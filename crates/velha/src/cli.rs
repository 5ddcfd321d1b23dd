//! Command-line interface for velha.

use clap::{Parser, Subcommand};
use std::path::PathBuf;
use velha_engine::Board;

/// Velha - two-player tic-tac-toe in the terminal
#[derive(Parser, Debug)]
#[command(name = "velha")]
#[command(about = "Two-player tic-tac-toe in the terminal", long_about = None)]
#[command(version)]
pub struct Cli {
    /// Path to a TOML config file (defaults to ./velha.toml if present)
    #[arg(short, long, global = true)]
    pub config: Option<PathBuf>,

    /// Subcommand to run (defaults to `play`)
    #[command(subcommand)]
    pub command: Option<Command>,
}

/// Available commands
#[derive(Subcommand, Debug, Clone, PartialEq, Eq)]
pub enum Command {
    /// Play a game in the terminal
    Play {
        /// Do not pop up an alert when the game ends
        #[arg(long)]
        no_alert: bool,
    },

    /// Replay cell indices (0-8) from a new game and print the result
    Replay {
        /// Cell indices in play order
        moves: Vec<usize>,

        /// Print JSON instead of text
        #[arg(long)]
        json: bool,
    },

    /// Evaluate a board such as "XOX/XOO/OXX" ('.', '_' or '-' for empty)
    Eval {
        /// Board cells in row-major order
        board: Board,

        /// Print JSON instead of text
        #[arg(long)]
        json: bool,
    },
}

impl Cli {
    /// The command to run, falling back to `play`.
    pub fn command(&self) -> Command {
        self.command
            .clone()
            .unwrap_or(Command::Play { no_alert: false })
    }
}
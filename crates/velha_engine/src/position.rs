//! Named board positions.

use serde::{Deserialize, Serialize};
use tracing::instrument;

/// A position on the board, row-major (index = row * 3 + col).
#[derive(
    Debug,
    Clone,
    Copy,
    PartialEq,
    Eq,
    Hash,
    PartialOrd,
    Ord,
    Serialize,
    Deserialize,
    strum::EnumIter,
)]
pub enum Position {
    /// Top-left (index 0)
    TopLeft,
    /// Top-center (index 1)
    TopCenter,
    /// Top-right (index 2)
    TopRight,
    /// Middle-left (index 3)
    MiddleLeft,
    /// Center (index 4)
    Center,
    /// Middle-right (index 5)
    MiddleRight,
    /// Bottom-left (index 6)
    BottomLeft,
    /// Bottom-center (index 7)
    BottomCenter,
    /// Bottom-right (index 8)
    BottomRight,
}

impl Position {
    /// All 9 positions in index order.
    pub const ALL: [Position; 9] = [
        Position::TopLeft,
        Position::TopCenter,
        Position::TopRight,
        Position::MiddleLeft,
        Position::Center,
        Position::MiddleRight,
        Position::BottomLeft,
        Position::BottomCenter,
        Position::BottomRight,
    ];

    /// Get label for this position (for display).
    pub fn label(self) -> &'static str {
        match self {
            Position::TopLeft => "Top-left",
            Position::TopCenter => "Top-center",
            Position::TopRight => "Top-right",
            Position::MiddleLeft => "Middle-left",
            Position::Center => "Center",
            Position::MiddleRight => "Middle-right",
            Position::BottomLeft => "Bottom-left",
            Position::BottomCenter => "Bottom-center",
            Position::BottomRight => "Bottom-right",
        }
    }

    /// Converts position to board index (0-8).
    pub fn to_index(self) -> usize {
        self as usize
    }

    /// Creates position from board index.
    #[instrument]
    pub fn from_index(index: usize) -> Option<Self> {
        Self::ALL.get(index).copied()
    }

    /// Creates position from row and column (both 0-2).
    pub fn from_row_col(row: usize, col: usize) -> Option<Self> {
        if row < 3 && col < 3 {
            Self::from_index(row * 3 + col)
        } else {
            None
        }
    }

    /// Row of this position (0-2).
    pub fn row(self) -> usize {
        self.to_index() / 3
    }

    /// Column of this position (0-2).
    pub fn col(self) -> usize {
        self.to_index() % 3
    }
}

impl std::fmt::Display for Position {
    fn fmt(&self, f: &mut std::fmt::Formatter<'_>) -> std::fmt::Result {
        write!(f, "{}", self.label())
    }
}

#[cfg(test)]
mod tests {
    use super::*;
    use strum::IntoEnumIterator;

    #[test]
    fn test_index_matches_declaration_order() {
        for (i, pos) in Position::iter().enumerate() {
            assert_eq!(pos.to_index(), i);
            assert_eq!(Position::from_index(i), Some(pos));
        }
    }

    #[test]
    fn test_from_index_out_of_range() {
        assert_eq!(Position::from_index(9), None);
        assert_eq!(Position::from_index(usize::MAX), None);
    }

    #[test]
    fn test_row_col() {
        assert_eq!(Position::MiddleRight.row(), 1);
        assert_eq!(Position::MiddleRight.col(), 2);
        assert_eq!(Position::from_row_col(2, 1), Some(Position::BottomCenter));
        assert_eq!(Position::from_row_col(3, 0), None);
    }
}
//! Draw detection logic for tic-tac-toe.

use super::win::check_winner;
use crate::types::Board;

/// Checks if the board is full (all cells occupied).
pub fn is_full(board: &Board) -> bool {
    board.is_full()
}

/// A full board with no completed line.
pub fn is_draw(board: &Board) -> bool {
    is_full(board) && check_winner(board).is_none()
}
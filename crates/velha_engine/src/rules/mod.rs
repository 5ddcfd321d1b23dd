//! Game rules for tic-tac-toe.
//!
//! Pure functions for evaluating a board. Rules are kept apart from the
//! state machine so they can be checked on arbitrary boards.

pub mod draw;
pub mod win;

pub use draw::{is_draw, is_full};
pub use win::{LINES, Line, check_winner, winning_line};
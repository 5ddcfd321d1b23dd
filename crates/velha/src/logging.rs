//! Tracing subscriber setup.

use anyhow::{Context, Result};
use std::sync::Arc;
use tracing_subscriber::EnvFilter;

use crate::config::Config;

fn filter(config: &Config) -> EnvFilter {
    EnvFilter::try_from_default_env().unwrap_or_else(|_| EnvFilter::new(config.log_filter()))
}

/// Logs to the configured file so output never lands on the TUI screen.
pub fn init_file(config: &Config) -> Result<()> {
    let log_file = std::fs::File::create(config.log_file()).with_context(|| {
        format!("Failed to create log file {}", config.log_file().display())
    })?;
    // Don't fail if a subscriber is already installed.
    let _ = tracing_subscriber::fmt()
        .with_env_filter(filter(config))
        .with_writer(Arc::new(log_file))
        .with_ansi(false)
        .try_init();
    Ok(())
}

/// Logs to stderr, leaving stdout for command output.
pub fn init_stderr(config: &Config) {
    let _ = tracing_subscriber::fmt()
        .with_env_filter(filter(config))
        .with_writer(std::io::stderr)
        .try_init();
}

-------------------------

▶ **WHAT NEEDS TO BE DONE**: Begin with the first line of the records and reproduce each line as is, ending with the line that holds "in play order".

▶ **RESPONSE TO THIS TASK**:
filename crates/velha/src/cli.rs
repository 5ddcfd321d1b23dd
//! Command-line interface for velha.

use clap::{Parser, Subcommand};
use std::path::PathBuf;
use velha_engine::Board;

/// Velha - two-player tic-tac-toe in the terminal
#[derive(Parser, Debug)]
#[command(name = "velha")]
#[command(about = "Two-player tic-tac-toe in the terminal", long_about = None)]
#[command(version)]
pub struct Cli {
    /// Path to a TOML config file (defaults to ./velha.toml if present)
    #[arg(short, long, global = true)]
    pub config: Option<PathBuf>,

    /// Subcommand to run (defaults to `play`)
    #[command(subcommand)]
    pub command: Option<Command>,
}

/// Available commands
#[derive(Subcommand, Debug, Clone, PartialEq, Eq)]
pub enum Command {
    /// Play a game in the terminal
    Play {
        /// Do not pop up an alert when the game ends
        #[arg(long)]
        no_alert: bool,
    },

    /// Replay cell indices (0-8) from a new game and print the result
    Replay {
        /// Cell indices in play order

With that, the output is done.